The disturbing images involved infants, toddlers and school-age children naked and engaged in sex acts with adults, the document said. In some, the kids were bound and gagged while they were sexually abused.

Glen-Peter Ahlers, 70, has worked at Barry’s law campus in Orlando since 2002, according to his curriculum vitae. He was put on leave after his arrest Tuesday, the university said.

Initially jailed, Ahlers posted bond and was no longer listed as an inmate at the Orange County Jail on Thursday afternoon. His bond had been set at $100,000. He has not yet entered a plea, according to Orange County court records.

Cloud-storage company Dropbox started the investigation in October when it alerted the National Center for Missing and Exploited Children about child porn images found in Ahlers’ account, the affidavit said. The center then alerted the Orange County Sheriff’s Office.

Detectives searched Ahlers’ Dropbox account, which was attached to a network known to be used for “nefarious criminal activity on the Internet to include producing, sharing, and downloading child sexual abuse material,” the 17-page affidavit said.

They found 47 images, all of which depicted a school-age girl performing sex acts with an adult male, it said. Detectives also found photos of Ahlers’ drivers license, passport, course curriculum and selfie-style pictures of him on the account, it said.

“The entire contents of the Dropbox were organized meticulously in different folders,” a detective wrote.

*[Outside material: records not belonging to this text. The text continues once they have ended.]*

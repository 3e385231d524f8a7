//! Package descriptors, artifact entries and their TOML wire records.

use serde::{Deserialize, Serialize};
use std::borrow::Borrow;

use crate::hash::Checksum;
use crate::platform::{Arch, Os};

/// Packaging format of a downloadable artifact.
#[derive(Debug, Clone, Copy, Serialize, Deserialize, PartialEq, Eq, Hash)]
#[serde(rename_all = "kebab-case")]
pub enum ArtifactFormat {
    /// A (usually gzip-compressed) tar archive.
    #[serde(alias = "tar.gz", alias = "tgz")]
    Tarball,
    /// A Debian `.deb` package; only its file-system payload is used.
    #[serde(alias = "deb")]
    DebianPackage,
}

impl ArtifactFormat {
    /// In-archive path of the executable when the catalog does not name one.
    pub fn default_source(self, binary_name: &str) -> String {
        match self {
            Self::Tarball => binary_name.to_string(),
            Self::DebianPackage => format!("usr/bin/{binary_name}"),
        }
    }

    /// Convert to string representation
    pub fn as_str(self) -> &'static str {
        match self {
            Self::Tarball => "tarball",
            Self::DebianPackage => "debian-package",
        }
    }
}

impl std::fmt::Display for ArtifactFormat {
    fn fmt(&self, f: &mut std::fmt::Formatter<'_>) -> std::fmt::Result {
        f.write_str(self.as_str())
    }
}

/// A normalized package name.
#[derive(Debug, Clone, PartialEq, Eq, Hash, PartialOrd, Ord, Serialize, Deserialize)]
#[serde(from = "String", into = "String")]
pub struct PackageName(String);

impl PackageName {
    /// Create a new package name, normalizing the input to lowercase.
    pub fn new(name: &str) -> Self {
        Self(name.trim().to_lowercase())
    }

    /// Return the normalized name as a string slice.
    pub fn as_str(&self) -> &str {
        &self.0
    }
}

impl std::fmt::Display for PackageName {
    fn fmt(&self, f: &mut std::fmt::Formatter<'_>) -> std::fmt::Result {
        write!(f, "{}", self.0)
    }
}

impl std::ops::Deref for PackageName {
    type Target = str;

    fn deref(&self) -> &Self::Target {
        &self.0
    }
}

impl AsRef<str> for PackageName {
    fn as_ref(&self) -> &str {
        &self.0
    }
}

impl Borrow<str> for PackageName {
    fn borrow(&self) -> &str {
        &self.0
    }
}

impl PartialEq<str> for PackageName {
    fn eq(&self, other: &str) -> bool {
        self.0 == other
    }
}

impl PartialEq<&str> for PackageName {
    fn eq(&self, other: &&str) -> bool {
        self.0 == *other
    }
}

impl From<&str> for PackageName {
    fn from(s: &str) -> Self {
        Self::new(s)
    }
}

impl From<String> for PackageName {
    fn from(s: String) -> Self {
        Self::new(&s)
    }
}

impl From<PackageName> for String {
    fn from(name: PackageName) -> Self {
        name.0
    }
}

fn default_probe() -> Vec<String> {
    vec!["--version".to_string()]
}

/// Top-level layout of a catalog TOML document.
///
/// ```toml
/// [[package]]
/// name = "spry-sqlpage"
/// version = "0.1.0"
///
/// [[package.artifact]]
/// os = "linux"
/// url = "https://example.com/spry-sqlpage_0.1.0_amd64.deb"
/// sha256 = "95a1f8c4..."
/// format = "debian-package"
/// binary = "spry-sqlpage"
/// ```
#[derive(Debug, Clone, Default, Serialize, Deserialize)]
pub struct CatalogFile {
    /// Every package declared in the document.
    #[serde(default, rename = "package")]
    pub packages: Vec<PackageRecord>,
}

/// One `[[package]]` table, before validation.
#[derive(Debug, Clone, Serialize, Deserialize)]
pub struct PackageRecord {
    /// Package name.
    pub name: String,
    /// Release version (must be semver).
    pub version: String,
    /// SPDX license identifier.
    #[serde(default)]
    pub license: String,
    /// Short human-readable summary.
    #[serde(default, alias = "desc")]
    pub description: String,
    /// Project homepage.
    #[serde(default)]
    pub homepage: String,
    /// Arguments passed to the installed binary as a smoke test.
    #[serde(default = "default_probe")]
    pub probe: Vec<String>,
    /// Platform matrix.
    #[serde(default, rename = "artifact")]
    pub artifacts: Vec<ArtifactRecord>,
}

/// One `[[package.artifact]]` row, before validation.
#[derive(Debug, Clone, Serialize, Deserialize)]
pub struct ArtifactRecord {
    /// Operating system the artifact runs on.
    pub os: Os,
    /// CPU architecture; omitted means any.
    #[serde(default)]
    pub arch: Arch,
    /// Download URL.
    pub url: String,
    /// Expected digest, as written by the catalog author.
    #[serde(alias = "checksum")]
    pub sha256: String,
    /// Packaging format.
    pub format: ArtifactFormat,
    /// File name of the installed executable.
    pub binary: String,
    /// In-archive path of the executable, if not the format default.
    #[serde(default)]
    pub source: Option<String>,
}

/// One validated row of a package's platform matrix.
#[derive(Debug, Clone, PartialEq, Eq)]
pub struct ArtifactEntry {
    /// Operating system the artifact runs on.
    pub os: Os,
    /// CPU architecture, or [`Arch::Any`].
    pub arch: Arch,
    /// Download URL.
    pub url: String,
    /// Expected digest of the downloaded bytes.
    pub checksum: Checksum,
    /// Packaging format, selects the unpacker.
    pub format: ArtifactFormat,
    /// File name of the installed executable.
    pub binary_name: String,
    /// Path of the executable inside the extracted artifact.
    pub source: String,
}

impl ArtifactEntry {
    /// Last path segment of the download URL.
    pub fn file_name(&self) -> &str {
        file_name_from_url(&self.url)
    }

    /// `os/arch` label used in messages.
    pub fn platform(&self) -> String {
        format!("{}/{}", self.os, self.arch)
    }
}

/// An installable tool with its platform matrix. Immutable once loaded.
#[derive(Debug, Clone, PartialEq, Eq)]
pub struct PackageDescriptor {
    /// Package name.
    pub name: PackageName,
    /// Release version.
    pub version: semver::Version,
    /// SPDX license identifier.
    pub license: String,
    /// Short human-readable summary.
    pub description: String,
    /// Project homepage.
    pub homepage: String,
    /// Smoke-test arguments for the installed binary.
    pub probe: Vec<String>,
    /// Platform matrix, in declaration order.
    pub artifacts: Vec<ArtifactEntry>,
}

impl PackageDescriptor {
    /// Distinct binary names this package can install.
    pub fn binary_names(&self) -> Vec<&str> {
        let mut names: Vec<&str> = self
            .artifacts
            .iter()
            .map(|a| a.binary_name.as_str())
            .collect();
        names.sort_unstable();
        names.dedup();
        names
    }
}

/// Extract the filename from a URL.
///
/// # Example
///
/// ```
/// use spry_schema::file_name_from_url;
///
/// assert_eq!(file_name_from_url("https://example.com/path/to/file.tar.gz"), "file.tar.gz");
/// assert_eq!(file_name_from_url(""), "");
/// ```
pub fn file_name_from_url(url: &str) -> &str {
    let path = url.split(['?', '#']).next().unwrap_or(url);
    path.split('/').next_back().unwrap_or("")
}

After obtaining search warrants, officers conducted forensic investigations of a computer and hard drive found at his Orlando home. They also searched for devices at his university office.

On the hard drive, they found “hundreds or thousands of images and videos” depicting the molestation and sexual battery of babies and young children, the document said.

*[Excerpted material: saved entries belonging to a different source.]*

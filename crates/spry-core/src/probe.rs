//! Post-install verification: run the placed binary with its probe arguments.

use std::io::Read;
use std::path::Path;
use std::process::{Command, Stdio};
use std::thread;
use std::time::Duration;

use tracing::{debug, info};
use wait_timeout::ChildExt;

use crate::error::{InstallError, Stage};

/// Run `path` with `args` and wait at most `timeout` for it to exit.
///
/// Returns the first non-empty line the probe printed (stdout preferred over
/// stderr), which is usually a version banner.
///
/// # Errors
///
/// * [`InstallError::VerificationFailed`] on a non-zero exit or a timeout
///   (the child is killed).
/// * [`InstallError::ExecutionError`] if the binary could not be launched.
pub fn verify(path: &Path, args: &[String], timeout: Duration) -> Result<String, InstallError> {
    debug!("Probing {} {}", path.display(), args.join(" "));

    let mut child = Command::new(path)
        .args(args)
        .stdin(Stdio::null())
        .stdout(Stdio::piped())
        .stderr(Stdio::piped())
        .spawn()
        .map_err(|source| InstallError::ExecutionError {
            path: path.to_path_buf(),
            source,
        })?;

    // Drain both pipes on their own threads so a chatty probe cannot block.
    let stdout = child.stdout.take().map(drain);
    let stderr = child.stderr.take().map(drain);

    let failed = |status: String| InstallError::VerificationFailed {
        path: path.to_path_buf(),
        args: args.join(" "),
        status,
    };

    let status = match child
        .wait_timeout(timeout)
        .map_err(InstallError::io(Stage::Verify))?
    {
        Some(status) => status,
        None => {
            let _ = child.kill();
            let _ = child.wait();
            return Err(failed(format!("timeout after {}s", timeout.as_secs_f32())));
        }
    };

    let stdout = stdout.and_then(|h| h.join().ok()).unwrap_or_default();
    let stderr = stderr.and_then(|h| h.join().ok()).unwrap_or_default();

    if !status.success() {
        let reason = match status.code() {
            Some(code) => format!("exit code {code}"),
            None => "a signal".to_string(),
        };
        let detail = first_line(&stderr).or_else(|| first_line(&stdout));
        return Err(failed(match detail {
            Some(line) => format!("{reason} ({line})"),
            None => reason,
        }));
    }

    let banner = first_line(&stdout)
        .or_else(|| first_line(&stderr))
        .unwrap_or_default();
    info!("{} ok: {banner}", path.display());
    Ok(banner)
}

/// [`verify`] on the blocking pool.
///
/// # Errors
///
/// Same as [`verify`].
pub async fn verify_async(
    path: &Path,
    args: &[String],
    timeout: Duration,
) -> Result<String, InstallError> {
    let path = path.to_path_buf();
    let args = args.to_vec();
    tokio::task::spawn_blocking(move || verify(&path, &args, timeout))
        .await
        .map_err(|e| InstallError::io(Stage::Verify)(std::io::Error::other(e)))?
}

fn drain<R: Read + Send + 'static>(mut pipe: R) -> thread::JoinHandle<String> {
    thread::spawn(move || {
        let mut buf = Vec::new();
        let _ = pipe.read_to_end(&mut buf);
        String::from_utf8_lossy(&buf).into_owned()
    })
}

fn first_line(output: &str) -> Option<String> {
    output
        .lines()
        .map(str::trim)
        .find(|l| !l.is_empty())
        .map(ToString::to_string)
}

On Feb. 3, sheriff’s investigators stopped Ahlers while he was driving near Colonial Drive. He was told about the search warrants that were to be executed and was taken to be questioned.

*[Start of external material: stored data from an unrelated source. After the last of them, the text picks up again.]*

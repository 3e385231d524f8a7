//! Info command

use anyhow::Result;
use crossterm::style::Stylize;
use spry_core::resolver::resolve;

use crate::Context;
use crate::ui::list::print_artifacts;

/// Show a catalog package and its artifact matrix.
pub fn info(ctx: &Context, package: &str) -> Result<()> {
    let descriptor = ctx.catalog.lookup(package)?;
    let selected = resolve(&descriptor.artifacts, &ctx.host).ok();

    let lw = 12;

    println!();
    println!(
        "  {} {}",
        descriptor.name.as_str().white().bold(),
        descriptor.version.to_string().dark_grey()
    );
    if !descriptor.description.is_empty() {
        println!("  {}", descriptor.description);
    }
    println!();

    if !descriptor.homepage.is_empty() {
        println!("  {:<lw$}{}", "homepage", descriptor.homepage);
    }
    if !descriptor.license.is_empty() {
        println!("  {:<lw$}{}", "license", descriptor.license);
    }
    println!("  {:<lw$}{}", "binaries", descriptor.binary_names().join(", "));
    println!("  {:<lw$}{}", "probe", descriptor.probe.join(" "));
    match selected {
        Some(entry) => println!(
            "  {:<lw$}{}",
            "target",
            ctx.config.bin_dir.join(&entry.binary_name).display()
        ),
        None => println!(
            "  {:<lw$}{}",
            "target",
            format!("unsupported on {}", ctx.host).yellow()
        ),
    }

    println!();
    print_artifacts(&descriptor.artifacts, selected);

    Ok(())
}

He told detectives that it was “just curiosity” that attracted him to child pornography, calling it his “own private embarrassment.”

Ahlers told investigators he had “cleared out” his hard drives because he was getting married and said he had not looked at the images since getting married. They would later find the images on a hard drive kept in his home office, however.

In an interview with detectives, Ahlers’ wife said she was not surprised by the allegations, noting that she had caught him “looking at young teenage girls in public” before, the affidavit said.

On Ahlers phone, investigators also found four images of a young woman they thought looked to be a student at Barry University. The photos were zoomed into the student’s groin, “attempting to photograph her genitals,” according to the document.

Ahlers’ attorney, Matthew Ferry, could not be immediately reached for comment.